> [PROBLEM DETAILS]
Keeping every line intact, print the records that follow.

---

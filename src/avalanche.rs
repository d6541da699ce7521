use std::{fs::File, path::Path};

use nanorand::{Rng, WyRand};

use crate::xxhash64::DIGEST_SIZE_BYTES;

/// Flip statistics for a hash function: for every (input bit, digest bit)
/// pairing, how often flipping that input bit flipped that digest bit.
pub struct AvalancheChart {
    pub input_bit_len: usize,
    pub output_bit_len: usize,

    // The number of samples accumulated.  Or put another way, the number of
    // rounds used to generate the chart.
    pub sample_count: usize,

    // `input_bit_len * output_bit_len` long.  Each element is a count of the
    // number of digest bit flips for a given in/out bit pairing.
    pub chart: Vec<u32>,
}

/// Min/avg/max of one chart statistic.
pub struct Summary {
    pub min: f64,
    pub avg: f64,
    pub max: f64,
}

impl AvalancheChart {
    pub fn new(input_bit_len: usize) -> Self {
        let output_bit_len = DIGEST_SIZE_BYTES * 8;
        Self {
            input_bit_len,
            output_bit_len,
            sample_count: 0,
            chart: vec![0; input_bit_len * output_bit_len],
        }
    }

    pub fn accumulate(&mut self, in_bit: usize, out_bit: usize, flipped: bool) {
        self.chart[in_bit * self.output_bit_len + out_bit] += flipped as u32;
    }

    pub fn get_row(&self, in_bit: usize) -> &[u32] {
        let start = in_bit * self.output_bit_len;
        let end = start + self.output_bit_len;
        &self.chart[start..end]
    }

    /// Estimated probability that flipping `in_bit` flips `out_bit`.
    /// Ideal mixing puts this at 0.5 for every pairing.
    pub fn flip_probability(&self, in_bit: usize, out_bit: usize) -> f64 {
        self.chart[in_bit * self.output_bit_len + out_bit] as f64 / self.sample_count as f64
    }

    /// How many digest bits, out of the full digest width, a single input
    /// bit effectively reaches.
    pub fn row_diffusion(&self, in_bit: usize) -> f64 {
        let norm = 1.0 / self.sample_count as f64;
        self.get_row(in_bit)
            .iter()
            .map(|&flips| 1.0 - p_to_bias(flips as f64 * norm))
            .sum()
    }

    /// Like `row_diffusion`, but weighting each digest bit by the entropy
    /// of its flip probability.
    pub fn row_entropy(&self, in_bit: usize) -> f64 {
        let norm = 1.0 / self.sample_count as f64;
        self.get_row(in_bit)
            .iter()
            .map(|&flips| p_to_entropy(flips as f64 * norm))
            .sum()
    }

    /// Bias over all (input bit, digest bit) pairings.
    pub fn bias_summary(&self) -> Summary {
        let norm = 1.0 / self.sample_count as f64;
        summarize(self.chart.iter().map(|&flips| p_to_bias(flips as f64 * norm)))
    }

    /// Diffusion over all input bits.
    pub fn diffusion_summary(&self) -> Summary {
        summarize((0..self.input_bit_len).map(|i| self.row_diffusion(i)))
    }

    /// Diffusion entropy over all input bits.
    pub fn entropy_summary(&self) -> Summary {
        summarize((0..self.input_bit_len).map(|i| self.row_entropy(i)))
    }

    pub fn print_report(&self) {
        let bias = self.bias_summary();
        let diffusion = self.diffusion_summary();
        let entropy = self.entropy_summary();

        println!(
            "    Bias:
        Min: {:0.2}
        Avg: {:0.2}
        Max: {:0.2}
    Input Bit Diffusion (digest size = {} bits):
        Min: {:0.1} bits
        Avg: {:0.1} bits
        Max: {:0.1} bits
    Input Bit Diffusion Entropy (digest size = {} bits):
        Min: {:0.1} bits
        Avg: {:0.1} bits
        Max: {:0.1} bits",
            bias.min,
            bias.avg,
            bias.max,
            self.output_bit_len,
            diffusion.min,
            diffusion.avg,
            diffusion.max,
            self.output_bit_len,
            entropy.min,
            entropy.avg,
            entropy.max,
        );
    }

    pub fn write_png<P: AsRef<Path>>(&self, path: P) -> std::io::Result<()> {
        let mut pixels = Vec::new();

        for bit in self.chart.iter().copied() {
            let v = (bit * 255 / self.sample_count as u32).min(255) as u8;
            pixels.extend_from_slice(&[v, v, v, 255]);
        }

        png_encode_mini::write_rgba_from_u8(
            &mut File::create(path.as_ref())?,
            &pixels,
            self.output_bit_len as u32,
            self.input_bit_len as u32,
        )?;

        Ok(())
    }
}

fn summarize(values: impl Iterator<Item = f64>) -> Summary {
    let mut min = f64::INFINITY;
    let mut max = f64::NEG_INFINITY;
    let mut sum = 0.0;
    let mut count = 0usize;

    for v in values {
        min = min.min(v);
        max = max.max(v);
        sum += v;
        count += 1;
    }

    Summary {
        min,
        avg: sum / count as f64,
        max,
    }
}

/// Computes an avalanche chart for a complete hash function, using a
/// provided input generator.
///
/// - `generate_input`: function that takes a seed and generates an input
///   message.  The result should be deterministic based on the seed.  Note
///   that the seed starts from zero, and simply increments each round.
/// - `hash`: the hash function under measurement, taking a message and
///   producing its 64-bit digest.
/// - `input_size`: size of the generated messages, in bytes.
/// - `rounds`: how many test rounds to perform to produce the estimated
///   chart.
///
/// Each round hashes the generated message once per input bit with that bit
/// flipped, and records which digest bits changed relative to the
/// unmodified message.
pub fn compute_avalanche_chart<F1, F2>(
    generate_input: F1,
    hash: F2,
    input_size: usize,
    rounds: usize,
) -> AvalancheChart
where
    F1: Fn(usize, &mut [u8]),
    F2: Fn(&[u8]) -> u64,
{
    let mut chart = AvalancheChart::new(input_size * 8);

    let mut input = vec![0u8; input_size];
    let mut input_tweaked = vec![0u8; input_size];

    for round in 0..rounds {
        generate_input(round, &mut input[..]);
        let digest = hash(&input[..]);

        for in_bit_idx in 0..(input_size * 8) {
            input_tweaked.copy_from_slice(&input[..]);
            input_tweaked[in_bit_idx / 8] ^= 1 << (in_bit_idx % 8);
            let flipped_bits = digest ^ hash(&input_tweaked[..]);

            for out_bit_idx in 0..chart.output_bit_len {
                let flipped = (flipped_bits >> out_bit_idx) & 1 == 1;
                chart.accumulate(in_bit_idx, out_bit_idx, flipped);
            }
        }

        chart.sample_count += 1;
    }

    chart
}

pub fn p_to_bias(p: f64) -> f64 {
    (p * 2.0 - 1.0).abs()
}

pub fn p_to_entropy(p: f64) -> f64 {
    if p <= 0.0 || p >= 1.0 {
        0.0
    } else {
        let q = 1.0 - p;
        -(p * p.log2()) - (q * q.log2())
    }
}

//-------------------------------------------------------------

/// Generates a random byte stream.
pub fn generate_random(seed: usize, bytes: &mut [u8]) {
    let mut rng = WyRand::new_seed(mix64(seed as u64));
    rng.fill_bytes(bytes);
}

/// Generates a byte stream with all zero bits except one.
pub fn generate_single_1_bit(seed: usize, bytes: &mut [u8]) {
    let bit_idx = seed % (bytes.len() * 8);
    let i = bit_idx / 8;
    let byte = 1 << (bit_idx % 8);
    bytes.fill(0);
    bytes[i] = byte;
}

/// Generates a byte stream with the lowest bits simply counting up as an
/// incrementing integer.
pub fn generate_counting(seed: usize, bytes: &mut [u8]) {
    let counter = &u64::to_le_bytes(seed as u64)[..bytes.len().min(8)];
    bytes.fill(0);
    bytes[..counter.len()].copy_from_slice(counter);
}

/// 64-bit bijective bit mixer.
fn mix64(mut n: u64) -> u64 {
    // Break zero sensitivity.
    n ^= 0x7be355f7c2e736d2;

    // http://zimbry.blogspot.ch/2011/09/better-bit-mixing-improving-on.html
    // (variant "Mix13")
    n ^= n >> 30;
    n = n.wrapping_mul(0xbf58476d1ce4e5b9);
    n ^= n >> 27;
    n = n.wrapping_mul(0x94d049bb133111eb);
    n ^= n >> 31;

    n
}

---

> [SOLUTION BELOW]
filename src/avalanche.rs
repository d6541da699ce7521
use std::{fs::File, path::Path};

use nanorand::{Rng, WyRand};

use crate::xxhash64::DIGEST_SIZE_BYTES;

/// Flip statistics for a hash function: for every (input bit, digest bit)
/// pairing, how often flipping that input bit flipped that digest bit.
pub struct AvalancheChart {
    pub input_bit_len: usize,
    pub output_bit_len: usize,

    // The number of samples accumulated.  Or put another way, the number of
    // rounds used to generate the chart.
    pub sample_count: usize,

    // `input_bit_len * output_bit_len` long.  Each element is a count of the
    // number of digest bit flips for a given in/out bit pairing.
    pub chart: Vec<u32>,
}

/// Min/avg/max of one chart statistic.
pub struct Summary {
    pub min: f64,
    pub avg: f64,
    pub max: f64,
}

impl AvalancheChart {
    pub fn new(input_bit_len: usize) -> Self {
        let output_bit_len = DIGEST_SIZE_BYTES * 8;
        Self {
            input_bit_len,
            output_bit_len,
            sample_count: 0,
            chart: vec![0; input_bit_len * output_bit_len],
        }
    }

    pub fn accumulate(&mut self, in_bit: usize, out_bit: usize, flipped: bool) {
        self.chart[in_bit * self.output_bit_len + out_bit] += flipped as u32;
    }

    pub fn get_row(&self, in_bit: usize) -> &[u32] {
        let start = in_bit * self.output_bit_len;
        let end = start + self.output_bit_len;
        &self.chart[start..end]
    }

    /// Estimated probability that flipping `in_bit` flips `out_bit`.
    /// Ideal mixing puts this at 0.5 for every pairing.
    pub fn flip_probability(&self, in_bit: usize, out_bit: usize) -> f64 {
        self.chart[in_bit * self.output_bit_len + out_bit] as f64 / self.sample_count as f64
    }

    /// How many digest bits, out of the full digest width, a single input
    /// bit effectively reaches.
    pub fn row_diffusion(&self, in_bit: usize) -> f64 {
        let norm = 1.0 / self.sample_count as f64;
        self.get_row(in_bit)
            .iter()
            .map(|&flips| 1.0 - p_to_bias(flips as f64 * norm))
            .sum()
    }

    /// Like `row_diffusion`, but weighting each digest bit by the entropy
    /// of its flip probability.
    pub fn row_entropy(&self, in_bit: usize) -> f64 {
        let norm = 1.0 / self.sample_count as f64;
        self.get_row(in_bit)
            .iter()
            .map(|&flips| p_to_entropy(flips as f64 * norm))
            .sum()
    }

    /// Bias over all (input bit, digest bit) pairings.
    pub fn bias_summary(&self) -> Summary {
        let norm = 1.0 / self.sample_count as f64;
        summarize(self.chart.iter().map(|&flips| p_to_bias(flips as f64 * norm)))
    }

    /// Diffusion over all input bits.
    pub fn diffusion_summary(&self) -> Summary {
        summarize((0..self.input_bit_len).map(|i| self.row_diffusion(i)))
    }

    /// Diffusion entropy over all input bits.
    pub fn entropy_summary(&self) -> Summary {
        summarize((0..self.input_bit_len).map(|i| self.row_entropy(i)))
    }

    pub fn print_report(&self) {
        let bias = self.bias_summary();
        let diffusion = self.diffusion_summary();
        let entropy = self.entropy_summary();

        println!(
            "    Bias:
        Min: {:0.2}
        Avg: {:0.2}
        Max: {:0.2}
    Input Bit Diffusion (digest size = {} bits):
        Min: {:0.1} bits
        Avg: {:0.1} bits
        Max: {:0.1} bits
    Input Bit Diffusion Entropy (digest size = {} bits):
        Min: {:0.1} bits
        Avg: {:0.1} bits
        Max: {:0.1} bits",
            bias.min,
            bias.avg,
            bias.max,
            self.output_bit_len,
            diffusion.min,
            diffusion.avg,
            diffusion.max,
            self.output_bit_len,
            entropy.min,
            entropy.avg,
            entropy.max,
        );
    }

    pub fn write_png<P: AsRef<Path>>(&self, path: P) -> std::io::Result<()> {
        let mut pixels = Vec::new();

        for bit in self.chart.iter().copied() {
            let v = (bit * 255 / self.sample_count as u32).min(255) as u8;
            pixels.extend_from_slice(&[v, v, v, 255]);
        }

        png_encode_mini::write_rgba_from_u8(
            &mut File::create(path.as_ref())?,
            &pixels,
            self.output_bit_len as u32,
            self.input_bit_len as u32,
        )?;

        Ok(())
    }
}

fn summarize(values: impl Iterator<Item = f64>) -> Summary {
    let mut min = f64::INFINITY;
    let mut max = f64::NEG_INFINITY;
    let mut sum = 0.0;
    let mut count = 0usize;

    for v in values {
        min = min.min(v);
        max = max.max(v);
        sum += v;
        count += 1;
    }

    Summary {
        min,
        avg: sum / count as f64,
        max,
    }
}

/// Computes an avalanche chart for a complete hash function, using a
/// provided input generator.
///
/// - `generate_input`: function that takes a seed and generates an input
///   message.  The result should be deterministic based on the seed.  Note
///   that the seed starts from zero, and simply increments each round.
/// - `hash`: the hash function under measurement, taking a message and
///   producing its 64-bit digest.
/// - `input_size`: size of the generated messages, in bytes.
/// - `rounds`: how many test rounds to perform to produce the estimated
///   chart.
///
/// Each round hashes the generated message once per input bit with that bit
/// flipped, and records which digest bits changed relative to the
/// unmodified message.
pub fn compute_avalanche_chart<F1, F2>(
    generate_input: F1,
    hash: F2,
    input_size: usize,
    rounds: usize,
) -> AvalancheChart
where
    F1: Fn(usize, &mut [u8]),
    F2: Fn(&[u8]) -> u64,
{
    let mut chart = AvalancheChart::new(input_size * 8);

    let mut input = vec![0u8; input_size];
    let mut input_tweaked = vec![0u8; input_size];

    for round in 0..rounds {
        generate_input(round, &mut input[..]);
        let digest = hash(&input[..]);

        for in_bit_idx in 0..(input_size * 8) {
            input_tweaked.copy_from_slice(&input[..]);
            input_tweaked[in_bit_idx / 8] ^= 1 << (in_bit_idx % 8);
            let flipped_bits = digest ^ hash(&input_tweaked[..]);

            for out_bit_idx in 0..chart.output_bit_len {
                let flipped = (flipped_bits >> out_bit_idx) & 1 == 1;
                chart.accumulate(in_bit_idx, out_bit_idx, flipped);
            }
        }

        chart.sample_count += 1;
    }

    chart
}

pub fn p_to_bias(p: f64) -> f64 {
    (p * 2.0 - 1.0).abs()
}

pub fn p_to_entropy(p: f64) -> f64 {
    if p <= 0.0 || p >= 1.0 {
        0.0
    } else {
        let q = 1.0 - p;
        -(p * p.log2()) - (q * q.log2())
    }
}

//-------------------------------------------------------------

/// Generates a random byte stream.
pub fn generate_random(seed: usize, bytes: &mut [u8]) {
    let mut rng = WyRand::new_seed(mix64(seed as u64));
    rng.fill_bytes(bytes);
}

/// Generates a byte stream with all zero bits except one.
pub fn generate_single_1_bit(seed: usize, bytes: &mut [u8]) {
    let bit_idx = seed % (bytes.len() * 8);
    let i = bit_idx / 8;
    let byte = 1 << (bit_idx % 8);
    bytes.fill(0);
    bytes[i] = byte;
}

/// Generates a byte stream with the lowest bits simply counting up as an
/// incrementing integer.
pub fn generate_counting(seed: usize, bytes: &mut [u8]) {
    let counter = &u64::to_le_bytes(seed as u64)[..bytes.len().min(8)];
    bytes.fill(0);
    bytes[..counter.len()].copy_from_slice(counter);
}

/// 64-bit bijective bit mixer.
fn mix64(mut n: u64) -> u64 {
    // Break zero sensitivity.
    n ^= 0x7be355f7c2e736d2;

    // http://zimbry.blogspot.ch/2011/09/better-bit-mixing-improving-on.html
    // (variant "Mix13")
    n ^= n >> 30;
    n = n.wrapping_mul(0xbf58476d1ce4e5b9);
    n ^= n >> 27;
    n = n.wrapping_mul(0x94d049bb133111eb);
    n ^= n >> 31;

    n
}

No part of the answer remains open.